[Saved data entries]
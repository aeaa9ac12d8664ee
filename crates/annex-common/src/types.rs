//! Core type definitions for Annex
//!
//! The rating aggregate and comment entity defined here are both the stored
//! record format and the HTTP wire format, so field names must not change.

use derive_more::{Display, From, Into};
use serde::{Deserialize, Serialize};
use std::fmt;
use std::ops::Add;
use uuid::Uuid;

/// Star tally for one resource instance.
///
/// Counters are signed so that a client can retract earlier votes by sending
/// negative deltas. Stored aggregates are always clamped with
/// [`RatingAggregate::clamped`], so persisted counters are never negative.
#[derive(Clone, Copy, Debug, Default, PartialEq, Eq, Hash, Serialize, Deserialize)]
#[serde(default)]
pub struct RatingAggregate {
    pub five_stars: i64,
    pub four_stars: i64,
    pub three_stars: i64,
    pub two_stars: i64,
    pub one_stars: i64,
}

impl RatingAggregate {
    /// Build an aggregate from counters ordered five stars down to one star.
    #[must_use]
    pub const fn new(five: i64, four: i64, three: i64, two: i64, one: i64) -> Self {
        Self {
            five_stars: five,
            four_stars: four,
            three_stars: three,
            two_stars: two,
            one_stars: one,
        }
    }

    /// Aggregate with every counter at zero
    #[must_use]
    pub const fn zero() -> Self {
        Self::new(0, 0, 0, 0, 0)
    }

    /// Component-wise sum. Saturates instead of overflowing.
    #[must_use]
    pub const fn merged(self, delta: Self) -> Self {
        Self {
            five_stars: self.five_stars.saturating_add(delta.five_stars),
            four_stars: self.four_stars.saturating_add(delta.four_stars),
            three_stars: self.three_stars.saturating_add(delta.three_stars),
            two_stars: self.two_stars.saturating_add(delta.two_stars),
            one_stars: self.one_stars.saturating_add(delta.one_stars),
        }
    }

    /// Raise every negative counter to zero.
    #[must_use]
    pub fn clamped(self) -> Self {
        Self {
            five_stars: self.five_stars.max(0),
            four_stars: self.four_stars.max(0),
            three_stars: self.three_stars.max(0),
            two_stars: self.two_stars.max(0),
            one_stars: self.one_stars.max(0),
        }
    }

    /// Merge `delta` and immediately clamp the result.
    ///
    /// Stored aggregates are only ever updated this way, so the floor holds
    /// after every merge and no deficit carries over to the next one.
    #[must_use]
    pub fn apply(self, delta: Self) -> Self {
        self.merged(delta).clamped()
    }

    /// True if no counter is negative
    #[must_use]
    pub const fn is_non_negative(&self) -> bool {
        self.five_stars >= 0
            && self.four_stars >= 0
            && self.three_stars >= 0
            && self.two_stars >= 0
            && self.one_stars >= 0
    }
}

impl Add for RatingAggregate {
    type Output = Self;

    fn add(self, rhs: Self) -> Self {
        self.merged(rhs)
    }
}

/// Server-generated comment identifier.
///
/// Identifiers are UUIDv7 strings: unique, and lexicographically ordered by
/// creation time, so a comment collection iterates oldest first.
#[derive(
    Clone, Default, PartialEq, Eq, PartialOrd, Ord, Hash, Serialize, Deserialize, Display, From, Into,
)]
#[serde(transparent)]
#[display("{_0}")]
pub struct CommentId(String);

impl CommentId {
    /// Generate a fresh identifier
    #[must_use]
    pub fn generate() -> Self {
        Self(Uuid::now_v7().to_string())
    }

    /// Wrap an identifier received from a client (path segment, stored record)
    #[must_use]
    pub fn from_client(id: impl Into<String>) -> Self {
        Self(id.into())
    }

    /// Get the identifier as the raw bytes used for the storage key
    #[must_use]
    pub fn as_bytes(&self) -> &[u8] {
        self.0.as_bytes()
    }

    /// True for the empty identifier
    #[must_use]
    pub fn is_empty(&self) -> bool {
        self.0.is_empty()
    }
}

impl fmt::Debug for CommentId {
    fn fmt(&self, f: &mut fmt::Formatter<'_>) -> fmt::Result {
        write!(f, "CommentId({:?})", self.0)
    }
}

/// A single comment attached to a resource instance
#[derive(Clone, Debug, PartialEq, Eq, Serialize, Deserialize)]
pub struct Comment {
    /// Immutable identifier, unique within its collection
    #[serde(default)]
    pub id: CommentId,
    /// Comment text
    #[serde(default)]
    pub value: String,
}

impl Comment {
    /// Create a comment with a freshly generated identifier
    #[must_use]
    pub fn new(value: impl Into<String>) -> Self {
        Self {
            id: CommentId::generate(),
            value: value.into(),
        }
    }

    /// Create a comment with a known identifier
    #[must_use]
    pub fn with_id(id: CommentId, value: impl Into<String>) -> Self {
        Self {
            id,
            value: value.into(),
        }
    }

    /// True if the comment text is empty
    #[must_use]
    pub fn is_empty(&self) -> bool {
        self.value.is_empty()
    }
}

#[cfg(test)]
mod tests {
    use super::*;
    use std::collections::HashSet;

    const START: RatingAggregate = RatingAggregate::new(1, 2, 3, 4, 5);

    #[test]
    fn test_merge_adds_component_wise() {
        let delta = RatingAggregate::new(2, 1, 1000, 976, 12);
        assert_eq!(START.merged(delta), RatingAggregate::new(3, 3, 1003, 980, 17));
        assert_eq!(START + delta, RatingAggregate::new(3, 3, 1003, 980, 17));
    }

    #[test]
    fn test_merge_keeps_negative_until_clamped() {
        let delta = RatingAggregate::new(-2, 1, 10, -6, 0);
        assert_eq!(START.merged(delta), RatingAggregate::new(-1, 3, 13, -2, 5));
        assert_eq!(START.apply(delta), RatingAggregate::new(0, 3, 13, 0, 5));
    }

    #[test]
    fn test_clamp_resets_negatives() {
        let all_negative = RatingAggregate::new(-2, -1, -1000, -976, -12);
        assert_eq!(all_negative.clamped(), RatingAggregate::zero());

        let mixed = RatingAggregate::new(-2, 1, 10, -6, 0);
        assert_eq!(mixed.clamped(), RatingAggregate::new(0, 1, 10, 0, 0));
    }

    #[test]
    fn test_apply_never_banks_deficit() {
        let after = RatingAggregate::zero()
            .apply(RatingAggregate::new(-10, 0, 0, 0, 0))
            .apply(RatingAggregate::new(3, 0, 0, 0, 0));
        assert_eq!(after.five_stars, 3);
        assert!(after.is_non_negative());
    }

    #[test]
    fn test_merge_saturates() {
        let big = RatingAggregate::new(i64::MAX, 0, 0, 0, 0);
        assert_eq!(big.merged(big).five_stars, i64::MAX);
    }

    #[test]
    fn test_rating_json_field_names() {
        let json = serde_json::to_string(&START).unwrap();
        assert_eq!(
            json,
            r#"{"five_stars":1,"four_stars":2,"three_stars":3,"two_stars":4,"one_stars":5}"#
        );

        // Missing counters decode as zero
        let partial: RatingAggregate = serde_json::from_str(r#"{"five_stars": 4}"#).unwrap();
        assert_eq!(partial, RatingAggregate::new(4, 0, 0, 0, 0));
    }

    #[test]
    fn test_comment_ids_unique_and_ordered() {
        let ids: Vec<CommentId> = (0..1000).map(|_| CommentId::generate()).collect();
        let unique: HashSet<&CommentId> = ids.iter().collect();
        assert_eq!(unique.len(), ids.len());

        let mut sorted = ids.clone();
        sorted.sort();
        assert_eq!(sorted, ids);
    }

    #[test]
    fn test_comment_json() {
        let c = Comment::with_id(CommentId::from_client("12345"), "something");
        let json = serde_json::to_string(&c).unwrap();
        assert_eq!(json, r#"{"id":"12345","value":"something"}"#);

        let body: Comment = serde_json::from_str(r#"{"value":"hi"}"#).unwrap();
        assert!(body.id.is_empty());
        assert_eq!(body.id, CommentId::default());
        assert!(!body.is_empty());
    }
}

**INSTRUCTIONS FOR THE TASK:** Repeat the data exactly. Omit nothing.

**REPLY TO THE TASK:**
repository aeaa9ac12d8664ee
filename crates/annex-common/src/types.rs
//! Core type definitions for Annex
//!
//! The rating aggregate and comment entity defined here are both the stored
//! record format and the HTTP wire format, so field names must not change.

use derive_more::{Display, From, Into};
use serde::{Deserialize, Serialize};
use std::fmt;
use std::ops::Add;
use uuid::Uuid;

/// Star tally for one resource instance.
///
/// Counters are signed so that a client can retract earlier votes by sending
/// negative deltas. Stored aggregates are always clamped with
/// [`RatingAggregate::clamped`], so persisted counters are never negative.
#[derive(Clone, Copy, Debug, Default, PartialEq, Eq, Hash, Serialize, Deserialize)]
#[serde(default)]
pub struct RatingAggregate {
    pub five_stars: i64,
    pub four_stars: i64,
    pub three_stars: i64,
    pub two_stars: i64,
    pub one_stars: i64,
}

impl RatingAggregate {
    /// Build an aggregate from counters ordered five stars down to one star.
    #[must_use]
    pub const fn new(five: i64, four: i64, three: i64, two: i64, one: i64) -> Self {
        Self {
            five_stars: five,
            four_stars: four,
            three_stars: three,
            two_stars: two,
            one_stars: one,
        }
    }

    /// Aggregate with every counter at zero
    #[must_use]
    pub const fn zero() -> Self {
        Self::new(0, 0, 0, 0, 0)
    }

    /// Component-wise sum. Saturates instead of overflowing.
    #[must_use]
    pub const fn merged(self, delta: Self) -> Self {
        Self {
            five_stars: self.five_stars.saturating_add(delta.five_stars),
            four_stars: self.four_stars.saturating_add(delta.four_stars),
            three_stars: self.three_stars.saturating_add(delta.three_stars),
            two_stars: self.two_stars.saturating_add(delta.two_stars),
            one_stars: self.one_stars.saturating_add(delta.one_stars),
        }
    }

    /// Raise every negative counter to zero.
    #[must_use]
    pub fn clamped(self) -> Self {
        Self {
            five_stars: self.five_stars.max(0),
            four_stars: self.four_stars.max(0),
            three_stars: self.three_stars.max(0),
            two_stars: self.two_stars.max(0),
            one_stars: self.one_stars.max(0),
        }
    }

    /// Merge `delta` and immediately clamp the result.
    ///
    /// Stored aggregates are only ever updated this way, so the floor holds
    /// after every merge and no deficit carries over to the next one.
    #[must_use]
    pub fn apply(self, delta: Self) -> Self {
        self.merged(delta).clamped()
    }

    /// True if no counter is negative
    #[must_use]
    pub const fn is_non_negative(&self) -> bool {
        self.five_stars >= 0
            && self.four_stars >= 0
            && self.three_stars >= 0
            && self.two_stars >= 0
            && self.one_stars >= 0
    }
}

impl Add for RatingAggregate {
    type Output = Self;

    fn add(self, rhs: Self) -> Self {
        self.merged(rhs)
    }
}

/// Server-generated comment identifier.
///
/// Identifiers are UUIDv7 strings: unique, and lexicographically ordered by
/// creation time, so a comment collection iterates oldest first.
#[derive(
    Clone, Default, PartialEq, Eq, PartialOrd, Ord, Hash, Serialize, Deserialize, Display, From, Into,
)]
#[serde(transparent)]
#[display("{_0}")]
pub struct CommentId(String);

impl CommentId {
    /// Generate a fresh identifier
    #[must_use]
    pub fn generate() -> Self {
        Self(Uuid::now_v7().to_string())
    }

    /// Wrap an identifier received from a client (path segment, stored record)
    #[must_use]
    pub fn from_client(id: impl Into<String>) -> Self {
        Self(id.into())
    }

    /// Get the identifier as the raw bytes used for the storage key
    #[must_use]
    pub fn as_bytes(&self) -> &[u8] {
        self.0.as_bytes()
    }

    /// True for the empty identifier
    #[must_use]
    pub fn is_empty(&self) -> bool {
        self.0.is_empty()
    }
}

impl fmt::Debug for CommentId {
    fn fmt(&self, f: &mut fmt::Formatter<'_>) -> fmt::Result {
        write!(f, "CommentId({:?})", self.0)
    }
}

/// A single comment attached to a resource instance
#[derive(Clone, Debug, PartialEq, Eq, Serialize, Deserialize)]
pub struct Comment {
    /// Immutable identifier, unique within its collection
    #[serde(default)]
    pub id: CommentId,
    /// Comment text
    #[serde(default)]
    pub value: String,
}

impl Comment {
    /// Create a comment with a freshly generated identifier
    #[must_use]
    pub fn new(value: impl Into<String>) -> Self {
        Self {
            id: CommentId::generate(),
            value: value.into(),
        }
    }

    /// Create a comment with a known identifier
    #[must_use]
    pub fn with_id(id: CommentId, value: impl Into<String>) -> Self {
        Self {
            id,
            value: value.into(),
        }
    }

    /// True if the comment text is empty
    #[must_use]
    pub fn is_empty(&self) -> bool {
        self.value.is_empty()
    }
}

#[cfg(test)]
mod tests {
    use super::*;
    use std::collections::HashSet;

    const START: RatingAggregate = RatingAggregate::new(1, 2, 3, 4, 5);

    #[test]
    fn test_merge_adds_component_wise() {
        let delta = RatingAggregate::new(2, 1, 1000, 976, 12);
        assert_eq!(START.merged(delta), RatingAggregate::new(3, 3, 1003, 980, 17));
        assert_eq!(START + delta, RatingAggregate::new(3, 3, 1003, 980, 17));
    }

    #[test]
    fn test_merge_keeps_negative_until_clamped() {
        let delta = RatingAggregate::new(-2, 1, 10, -6, 0);
        assert_eq!(START.merged(delta), RatingAggregate::new(-1, 3, 13, -2, 5));
        assert_eq!(START.apply(delta), RatingAggregate::new(0, 3, 13, 0, 5));
    }

    #[test]
    fn test_clamp_resets_negatives() {
        let all_negative = RatingAggregate::new(-2, -1, -1000, -976, -12);
        assert_eq!(all_negative.clamped(), RatingAggregate::zero());

        let mixed = RatingAggregate::new(-2, 1, 10, -6, 0);
        assert_eq!(mixed.clamped(), RatingAggregate::new(0, 1, 10, 0, 0));
    }

    #[test]
    fn test_apply_never_banks_deficit() {
        let after = RatingAggregate::zero()
            .apply(RatingAggregate::new(-10, 0, 0, 0, 0))
            .apply(RatingAggregate::new(3, 0, 0, 0, 0));
        assert_eq!(after.five_stars, 3);
        assert!(after.is_non_negative());
    }

    #[test]
    fn test_merge_saturates() {
        let big = RatingAggregate::new(i64::MAX, 0, 0, 0, 0);
        assert_eq!(big.merged(big).five_stars, i64::MAX);
    }

    #[test]
    fn test_rating_json_field_names() {
        let json = serde_json::to_string(&START).unwrap();
        assert_eq!(
            json,
            r#"{"five_stars":1,"four_stars":2,"three_stars":3,"two_stars":4,"one_stars":5}"#
        );

        // Missing counters decode as zero
        let partial: RatingAggregate = serde_json::from_str(r#"{"five_stars": 4}"#).unwrap();
        assert_eq!(partial, RatingAggregate::new(4, 0, 0, 0, 0));
    }

    #[test]
    fn test_comment_ids_unique_and_ordered() {
        let ids: Vec<CommentId> = (0..1000).map(|_| CommentId::generate()).collect();
        let unique: HashSet<&CommentId> = ids.iter().collect();
        assert_eq!(unique.len(), ids.len());

        let mut sorted = ids.clone();
        sorted.sort();
        assert_eq!(sorted, ids);
    }

    #[test]
    fn test_comment_json() {
        let c = Comment::with_id(CommentId::from_client("12345"), "something");
        let json = serde_json::to_string(&c).unwrap();
        assert_eq!(json, r#"{"id":"12345","value":"something"}"#);

        let body: Comment = serde_json::from_str(r#"{"value":"hi"}"#).unwrap();
        assert!(body.id.is_empty());
        assert_eq!(body.id, CommentId::default());
        assert!(!body.is_empty());
    }
}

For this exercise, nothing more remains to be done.